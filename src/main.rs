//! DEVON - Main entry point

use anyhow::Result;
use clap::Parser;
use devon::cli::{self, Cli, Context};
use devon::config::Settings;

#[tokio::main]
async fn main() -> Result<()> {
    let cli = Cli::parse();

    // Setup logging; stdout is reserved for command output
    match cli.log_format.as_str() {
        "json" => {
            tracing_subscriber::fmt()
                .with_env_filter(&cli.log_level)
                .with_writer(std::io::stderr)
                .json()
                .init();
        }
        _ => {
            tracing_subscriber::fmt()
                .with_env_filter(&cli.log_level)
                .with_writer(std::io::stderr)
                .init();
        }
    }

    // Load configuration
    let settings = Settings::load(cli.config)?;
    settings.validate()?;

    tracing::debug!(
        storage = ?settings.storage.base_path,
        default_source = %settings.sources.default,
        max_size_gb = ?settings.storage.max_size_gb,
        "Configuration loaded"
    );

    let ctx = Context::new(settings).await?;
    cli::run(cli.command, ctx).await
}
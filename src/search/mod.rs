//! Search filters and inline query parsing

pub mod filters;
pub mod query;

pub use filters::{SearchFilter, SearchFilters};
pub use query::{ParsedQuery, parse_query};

******

Repeating the listing in full, word for word, is the required output.

● Response below
filename src/main.rs
//! DEVON - Main entry point

use anyhow::Result;
use clap::Parser;
use devon::cli::{self, Cli, Context};
use devon::config::Settings;

#[tokio::main]
async fn main() -> Result<()> {
    let cli = Cli::parse();

    // Setup logging; stdout is reserved for command output
    match cli.log_format.as_str() {
        "json" => {
            tracing_subscriber::fmt()
                .with_env_filter(&cli.log_level)
                .with_writer(std::io::stderr)
                .json()
                .init();
        }
        _ => {
            tracing_subscriber::fmt()
                .with_env_filter(&cli.log_level)
                .with_writer(std::io::stderr)
                .init();
        }
    }

    // Load configuration
    let settings = Settings::load(cli.config)?;
    settings.validate()?;

    tracing::debug!(
        storage = ?settings.storage.base_path,
        default_source = %settings.sources.default,
        max_size_gb = ?settings.storage.max_size_gb,
        "Configuration loaded"
    );

    let ctx = Context::new(settings).await?;
    cli::run(cli.command, ctx).await
}
filename src/search/mod.rs
//! Search filters and inline query parsing

pub mod filters;
pub mod query;

pub use filters::{SearchFilter, SearchFilters};
pub use query::{ParsedQuery, parse_query};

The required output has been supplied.